女性消防団員が長崎県ポンプ大会へ 金山さん「皆さんのために優勝したい」

火点に向けて放水する金山さん=長崎市松が枝町

 今年37回目を迎える長崎県消防ポンプ操法大会に女性団員が挑む。県に資料が残る第25回(2000年)以降、女性が出場するのは初。長崎市消防団梅香崎地区第15分団(戸町)に所属する金山千尋さん(28)。大村市内で7日に開催される本番を前に「指導やサポートをしてくださった皆さんのために優勝したい」と意気込んでいる。
 高校卒業後アルバイトをしていた2013年、長崎市東山手町のグループホーム火災で消防団員として人命救助に当たった叔父の姿を見て「自分も地域の人の役に立てれば」と志した。当初は市の女性消防団で広報などを担っていたが、「現場で活躍したい」という思いが強かった。17年、父(同地区本部副団長)が当時の分団長を務めていた縁で第15分団に入った。

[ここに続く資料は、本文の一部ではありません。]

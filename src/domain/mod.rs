//! Domain values read from the repository - plain data independent of git2

pub mod commit;
pub mod tag;

pub use commit::Commit;
pub use tag::Tag;
//! Repository inspection layer
//!
//! This module provides a trait-based abstraction over the read-only git
//! queries the undo workflow needs, so the workflow can run against a real
//! repository or a mock in tests.
//!
//! # Overview
//!
//! - [repository::Git2Repository]: A real implementation using the `git2` crate
//! - [mock::MockRepository]: A mock implementation for testing
//!
//! # Usage
//!
//! ```rust
//! # use cz_undo::git::Repository;
//! # fn example<R: Repository>(repo: &R) -> cz_undo::Result<()> {
//! let tag = repo.latest_tag()?;
//! let commits = repo.latest_commits(1)?;
//! if let (Some(tag), Some(head)) = (tag, commits.first()) {
//!     println!("{} tagged at {}, HEAD is {}", tag.name, tag.rev, head.rev);
//! }
//! # Ok(())
//! # }
//! ```

pub mod mock;
pub mod repository;

pub use mock::MockRepository;
pub use repository::Git2Repository;

use crate::domain::{Commit, Tag};
use crate::error::Result;

/// Read-only repository queries used by the undo workflow
///
/// ## Thread Safety
///
/// All implementors must be `Send + Sync`.
///
/// ## Error Handling
///
/// Implementations map underlying errors (like `git2::Error`) to
/// [crate::error::UndoError]. An empty repository is not an error: it yields
/// `Ok(None)` / an empty vector.
pub trait Repository: Send + Sync {
    /// Get the most recent tag reachable from HEAD
    ///
    /// # Returns
    /// * `Ok(Some(Tag))` - The tag closest to HEAD; when several tags point at
    ///   the same commit, the most recently created one
    /// * `Ok(None)` - If no tag is reachable or the repository has no commits
    /// * `Err` - If there's a Git error
    fn latest_tag(&self) -> Result<Option<Tag>>;

    /// Get up to `limit` commits reachable from HEAD, most recent first
    ///
    /// # Returns
    /// * `Ok(Vec<Commit>)` - Commits newest first; empty for an unborn HEAD
    /// * `Err` - If there's a Git error
    fn latest_commits(&self, limit: usize) -> Result<Vec<Commit>>;
}
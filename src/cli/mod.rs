//! Command workflows, decoupled from clap so they can be driven from tests

pub mod undo;

pub use undo::{UndoArgs, UndoCommand, UndoMode, UndoOutcome};
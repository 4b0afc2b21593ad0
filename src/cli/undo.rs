//! Undo workflow
//!
//! Reverts either the latest version bump (the bump commit and its tag) or
//! the latest plain commit by building a git command line and handing it to
//! a [CommandRunner]. All validation happens before anything is dispatched,
//! so a failed check never leaves the repository half rewritten.

use tracing::debug;

use crate::config::Config;
use crate::error::{Result, UndoError};
use crate::git::Repository;
use crate::runner::CommandRunner;
use crate::ui::OutputSink;

/// Moves the branch back one commit and leaves that commit's changes in the
/// working tree.
pub const COMMIT_UNDO_COMMAND: &str = "git reset HEAD~";

/// Printed once the command has been dispatched, whatever its stderr says
pub const SUCCESS_MESSAGE: &str = "Undo successful!";

/// Arguments for the undo workflow
///
/// Mirrors the CLI flags without depending on clap.
#[derive(Debug, Clone, Copy, Default, PartialEq, Eq)]
pub struct UndoArgs {
    /// Undo the latest version bump (tag and bump commit)
    pub bump: bool,

    /// Undo the latest commit
    pub commit: bool,

    /// Report the command without running it
    pub dry_run: bool,
}

/// What the workflow is asked to undo
#[derive(Debug, Clone, Copy, PartialEq, Eq)]
pub enum UndoMode {
    Bump,
    Commit,
}

impl UndoMode {
    /// Pick the mode from the flags; exactly one of them must be set
    pub fn from_args(args: &UndoArgs) -> Result<Self> {
        match (args.bump, args.commit) {
            (true, false) => Ok(UndoMode::Bump),
            (false, true) => Ok(UndoMode::Commit),
            (true, true) => Err(UndoError::AmbiguousArguments),
            (false, false) => Err(UndoError::MissingArgument),
        }
    }
}

/// Result of a successful undo
#[derive(Debug, Clone, PartialEq, Eq)]
pub struct UndoOutcome {
    pub mode: UndoMode,

    /// The command line that was (or, on a dry run, would have been) run
    pub command: String,

    /// False on dry runs
    pub dispatched: bool,
}

/// Builds the command line that deletes `tag` and drops the commit it marks.
///
/// `tag` must already be a single shell word (see [crate::domain::Tag::shell_word]).
pub fn bump_undo_command(tag: &str) -> String {
    format!(
        "git tag --delete {} && git reset HEAD~ && git reset --hard HEAD",
        tag
    )
}

/// The undo workflow, wired to its collaborators
pub struct UndoCommand<'a, R, C, O> {
    config: &'a Config,
    repo: &'a R,
    runner: &'a C,
    out: &'a O,
}

impl<'a, R, C, O> UndoCommand<'a, R, C, O>
where
    R: Repository,
    C: CommandRunner,
    O: OutputSink,
{
    pub fn new(config: &'a Config, repo: &'a R, runner: &'a C, out: &'a O) -> Self {
        UndoCommand {
            config,
            repo,
            runner,
            out,
        }
    }

    /// Build the command that reverts the latest version bump.
    ///
    /// The latest tag must sit on the latest commit; otherwise commits were
    /// made after the bump and only `--commit` is safe.
    ///
    /// # Returns
    /// * `Ok(String)` - The composite tag-delete and reset command
    /// * `Err(NoTagOrCommit)` - If the repository has no tag or no commit
    /// * `Err(TagCommitMismatch)` - If the tag does not point at HEAD
    pub fn bump_command(&self) -> Result<String> {
        let tag = self.repo.latest_tag()?;
        let commits = self.repo.latest_commits(1)?;

        let (tag, head) = match (tag, commits.into_iter().next()) {
            (Some(tag), Some(head)) => (tag, head),
            _ => return Err(UndoError::NoTagOrCommit),
        };

        debug!(tag = %tag.name, tag_rev = %tag.rev, head_rev = %head.rev, "checking bump");

        if tag.rev != head.rev {
            return Err(UndoError::TagCommitMismatch {
                tag_date: tag.short_date(),
                tag_name: tag.name,
                tag_rev: tag.rev,
                commit_title: head.title,
                commit_rev: head.rev,
            });
        }

        let tag_word = tag.shell_word();
        let command = bump_undo_command(&tag_word);

        self.out.info("Reverting version bump, running:");
        self.out.info(&command);
        self.out.info(&format!(
            "The tag can be removed from a remote by running `git push {} :{}`",
            self.config.remote, tag_word
        ));

        Ok(command)
    }

    /// Build the command that reverts the latest commit.
    pub fn commit_command(&self) -> String {
        COMMIT_UNDO_COMMAND.to_string()
    }

    /// Run the undo selected by `args`.
    ///
    /// Errors are only returned before the command is dispatched. Once it has
    /// run, anything on stderr is reported through [OutputSink::error] and
    /// the undo still counts as done.
    pub fn execute(&self, args: &UndoArgs) -> Result<UndoOutcome> {
        let mode = UndoMode::from_args(args)?;

        let command = match mode {
            UndoMode::Bump => self.bump_command()?,
            UndoMode::Commit => self.commit_command(),
        };

        if args.dry_run {
            self.out.info(&format!("Dry run, not running: {}", command));
            return Ok(UndoOutcome {
                mode,
                command,
                dispatched: false,
            });
        }

        let output = self.runner.run(&command)?;
        debug!(status = ?output.status, "undo command returned");

        if output.has_stderr() {
            self.out.error(&output.stderr);
        }

        self.out.write(&output.stdout);
        self.out.success(SUCCESS_MESSAGE);

        Ok(UndoOutcome {
            mode,
            command,
            dispatched: true,
        })
    }
}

 ポンプ操法の地区大会に出場し、実力を磨いてきた。県大会は市内消防団が持ち回りで出場する。今回は梅香崎地区から、三つの分団が合同チームを構成し「ポンプ車操法の部」にエントリー。金山さんの役割はスピードや細やかな操作が求められる「1番員」。筒先(ノズルなど)とホース、合わせて重さ約9キロを担いで30メートル走り、2番員にホースを渡し20メートルほど進んで「火点」に放水する。迅速さや確実性などを競う。
 チームのキャプテン、大宮海輝さん(41)は「(金山さんは)ムードメーカーで芯が強い。訓練の成果を思う存分発揮して」と期待。他の選手は「頑張り屋でまじめ」「気兼ねない存在」と話す。金山さんは普段、建設会社に勤め、水道管敷設など現場作業に汗を流している。ポンプ操法が楽しく、「一人ひとりの熱が強く、仲が良い」チームへの思いが原動力になっている。

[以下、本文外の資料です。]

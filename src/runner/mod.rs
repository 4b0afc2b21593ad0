//! Command execution layer
//!
//! The undo workflow hands a complete shell command line to a
//! [CommandRunner] and only looks at the captured output afterwards.
//!
//! - [shell::ShellRunner]: Runs the command through a system shell
//! - [mock::MockRunner]: Records commands and replies with scripted output

pub mod mock;
pub mod shell;

pub use mock::MockRunner;
pub use shell::ShellRunner;

use crate::error::Result;

/// Captured result of a finished command
#[derive(Debug, Clone, Default, PartialEq, Eq)]
pub struct CommandOutput {
    pub stdout: String,
    pub stderr: String,
    /// Exit code, `None` if the process was killed by a signal
    pub status: Option<i32>,
}

impl CommandOutput {
    /// Create an output with the given streams and a zero exit code
    pub fn new(stdout: impl Into<String>, stderr: impl Into<String>) -> Self {
        CommandOutput {
            stdout: stdout.into(),
            stderr: stderr.into(),
            status: Some(0),
        }
    }

    /// Whether the command wrote anything to stderr, whitespace included
    pub fn has_stderr(&self) -> bool {
        !self.stderr.is_empty()
    }
}

/// Synchronous command execution
///
/// `run` blocks until the command has finished. A non-zero exit status is
/// not an error at this level; only failing to start the command is.
pub trait CommandRunner: Send + Sync {
    fn run(&self, command: &str) -> Result<CommandOutput>;
}
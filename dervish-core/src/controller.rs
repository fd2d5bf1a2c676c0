//! Controller coordinating the scheduler, ramp engine and reverse trigger
//!
//! The controller is the single owner of the motion state. Every control
//! tick it:
//! - Feeds the latest temperature to the session scheduler
//! - Pushes the scheduler's run flag, RPM and reverse policy into the ramp
//!   engine and reverse trigger
//! - Advances the ramp, then lets the reverse trigger request a reverse
//! - Diffs the status snapshot into edge events
//!
//! Commands from the transport layer are applied between ticks and take
//! effect immediately.

use crate::config::{
    AlarmAction, MotionProfile, ReversePolicy, SessionSettings, SessionStep, SettingsError,
    TempCoef, TempLimits, RPM_MAX, RPM_MIN,
};
use crate::motion::{RampEngine, ReverseTrigger};
use crate::session::{SessionMode, SessionScheduler};
use crate::state::{Event, Events, Status};
use crate::traits::{StepperDriver, TemperatureSource};

/// Requests from the command/transport layer
#[derive(Debug, Clone, PartialEq)]
#[cfg_attr(feature = "defmt", derive(defmt::Format))]
pub enum Command {
    /// Start the session (re-runs the current step from a step boundary)
    Start,
    /// Abort the session
    Stop,
    /// Pause, resume, or continue past a step boundary
    ToggleRun,
    /// Skip to the next step
    NextStep,
    /// `true` resumes a paused session or starts one, `false` stops
    SetRun(bool),
    /// Soft reverse now
    RequestReverse,
    /// Global RPM used by steps without their own
    SetTargetRpm(f32),
    SetReversePolicy(ReversePolicy),
    SetTempCoef(TempCoef),
    SetTempLimits(TempLimits),
    SetAlarmAction(AlarmAction),
    SetStep { index: u8, step: SessionStep },
    AddStep(SessionStep),
    RemoveStep(u8),
    /// Replace all session settings
    SetSettings(SessionSettings),
    SetMotionProfile(MotionProfile),
}

/// Result of applying a [`Command`]
#[derive(Debug, Clone, Copy, PartialEq, Eq)]
#[cfg_attr(feature = "defmt", derive(defmt::Format))]
pub enum CommandOutcome {
    /// Runtime change only
    Applied,
    /// Settings or profile changed and should be persisted
    ConfigChanged,
    /// Rejected; nothing changed
    Rejected(SettingsError),
}

/// Motion and session controller
pub struct Controller<D> {
    scheduler: SessionScheduler,
    ramp: RampEngine<D>,
    trigger: ReverseTrigger,
    last_status: Status,
}

impl<D: StepperDriver> Controller<D> {
    pub fn new(driver: D, profile: MotionProfile, settings: SessionSettings) -> Self {
        let trigger = ReverseTrigger::new(settings.reverse, profile.effective_steps_per_rev());
        let mut controller = Self {
            scheduler: SessionScheduler::new(settings),
            ramp: RampEngine::new(driver, profile),
            trigger,
            last_status: Status::default(),
        };
        controller.last_status = controller.status();
        controller
    }

    pub fn scheduler(&self) -> &SessionScheduler {
        &self.scheduler
    }

    pub fn ramp(&self) -> &RampEngine<D> {
        &self.ramp
    }

    pub fn trigger(&self) -> &ReverseTrigger {
        &self.trigger
    }

    pub fn settings(&self) -> &SessionSettings {
        self.scheduler.settings()
    }

    pub fn profile(&self) -> &MotionProfile {
        self.ramp.profile()
    }

    pub fn driver_mut(&mut self) -> &mut D {
        self.ramp.driver_mut()
    }

    /// Run one control tick of `dt_ms`
    pub fn tick<T: TemperatureSource>(&mut self, dt_ms: u32, sensor: &T) -> Events {
        let mode = self.scheduler.mode();
        self.scheduler.tick(dt_ms, sensor.reading());
        self.sync_motor(mode);

        self.ramp.tick(dt_ms);

        let velocity = self.ramp.velocity();
        let active = self.ramp.is_running();
        let ramp = &mut self.ramp;
        self.trigger
            .tick(dt_ms, velocity, active, || ramp.request_reverse());

        let status = self.status();
        let events = Event::diff(&self.last_status, &status);
        self.last_status = status;
        events
    }

    /// Apply a command from the transport layer
    pub fn apply(&mut self, command: Command) -> CommandOutcome {
        let mode = self.scheduler.mode();
        let outcome = match command {
            Command::Start => {
                self.scheduler.start();
                // A rerun of the same step is still a fresh start
                self.trigger.reset();
                CommandOutcome::Applied
            }
            Command::Stop | Command::SetRun(false) => {
                self.scheduler.stop();
                CommandOutcome::Applied
            }
            Command::SetRun(true) => {
                match self.scheduler.mode() {
                    SessionMode::Running => {}
                    SessionMode::PausedMidStep => self.scheduler.toggle_run(),
                    SessionMode::Idle | SessionMode::PausedBetweenSteps => {
                        self.scheduler.start();
                        self.trigger.reset();
                    }
                }
                CommandOutcome::Applied
            }
            Command::ToggleRun => {
                self.scheduler.toggle_run();
                CommandOutcome::Applied
            }
            Command::NextStep => {
                self.scheduler.next_step();
                self.trigger.reset();
                CommandOutcome::Applied
            }
            Command::RequestReverse => {
                if self.ramp.request_reverse() {
                    self.trigger.reset();
                }
                CommandOutcome::Applied
            }
            Command::SetTargetRpm(rpm) => self.edit_settings(|s| {
                s.global_rpm = if rpm.is_nan() {
                    RPM_MIN
                } else {
                    rpm.clamp(RPM_MIN, RPM_MAX)
                };
                Ok(())
            }),
            Command::SetReversePolicy(policy) => self.edit_settings(|s| {
                s.reverse = policy;
                Ok(())
            }),
            Command::SetTempCoef(coef) => self.edit_settings(|s| {
                s.temp_coef = coef;
                Ok(())
            }),
            Command::SetTempLimits(limits) => self.edit_settings(|s| {
                s.temp_limits = limits;
                Ok(())
            }),
            Command::SetAlarmAction(action) => self.edit_settings(|s| {
                s.alarm_action = action;
                Ok(())
            }),
            Command::SetStep { index, step } => {
                self.edit_settings(|s| s.replace_step(index as usize, step))
            }
            Command::AddStep(step) => self.edit_settings(|s| s.push_step(step)),
            Command::RemoveStep(index) => {
                self.edit_settings(|s| s.remove_step(index as usize).map(|_| ()))
            }
            Command::SetSettings(settings) => {
                if settings.step_count() == 0 {
                    CommandOutcome::Rejected(SettingsError::NoSteps)
                } else {
                    self.scheduler.set_settings(settings);
                    CommandOutcome::ConfigChanged
                }
            }
            Command::SetMotionProfile(profile) => {
                self.ramp.configure(profile);
                let policy = self.scheduler.settings().reverse;
                self.trigger
                    .configure(policy, profile.effective_steps_per_rev());
                CommandOutcome::ConfigChanged
            }
        };

        self.sync_motor(mode);
        outcome
    }

    /// Edit a copy of the settings and install it if the edit succeeds
    fn edit_settings<F>(&mut self, edit: F) -> CommandOutcome
    where
        F: FnOnce(&mut SessionSettings) -> Result<(), SettingsError>,
    {
        let mut settings = self.scheduler.settings().clone();
        match edit(&mut settings) {
            Ok(()) => {
                self.scheduler.set_settings(settings);
                CommandOutcome::ConfigChanged
            }
            Err(e) => CommandOutcome::Rejected(e),
        }
    }

    /// Push the scheduler's demand into the ramp engine and trigger
    fn sync_motor(&mut self, mode_before: SessionMode) {
        let demand = self.scheduler.motor_demand();

        if demand.reverse != *self.trigger.policy() {
            let steps = self.ramp.profile().effective_steps_per_rev();
            self.trigger.configure(demand.reverse, steps);
        } else if self.scheduler.mode() != mode_before {
            self.trigger.reset();
        }

        self.ramp.set_run(demand.run);
        if demand.run {
            self.ramp.set_target_rpm(demand.rpm);
        }
    }

    /// Snapshot for outward reporting
    pub fn status(&self) -> Status {
        let flags = self.scheduler.alarm_flags();
        Status {
            mode: self.scheduler.mode(),
            step_index: self.scheduler.step_index() as u8,
            step_count: self.scheduler.step_count() as u8,
            step_remaining_s: self.scheduler.step_remaining_s(),
            total_remaining_s: self.scheduler.total_remaining_s(),
            velocity_sps: self.ramp.velocity(),
            rpm: self.ramp.rpm(),
            direction: self.ramp.direction(),
            ramp_phase: self.ramp.phase(),
            temperature_c: self.scheduler.temperature(),
            alarm: flags,
            alarm_action: self.scheduler.alarm_action(),
            steps_finished: self.scheduler.steps_finished(),
        }
    }
}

 5月の連休明けから週4~5日、仕事前や後に長崎港松が枝埠頭(ふとう)に駆け付け、2時間の練習に打ち込んできた。選手以外の団員たちから機材の準備や指導でサポートしてもらえるのが心強い。小学1年の息子もそばで楽しそうに応援してくれる。
 腕っぷしや体力では男性に勝てず、悔しい思いをしたこともある。でも「気持ちでは誰にも負けない」。筒先を握る手に力がみなぎる。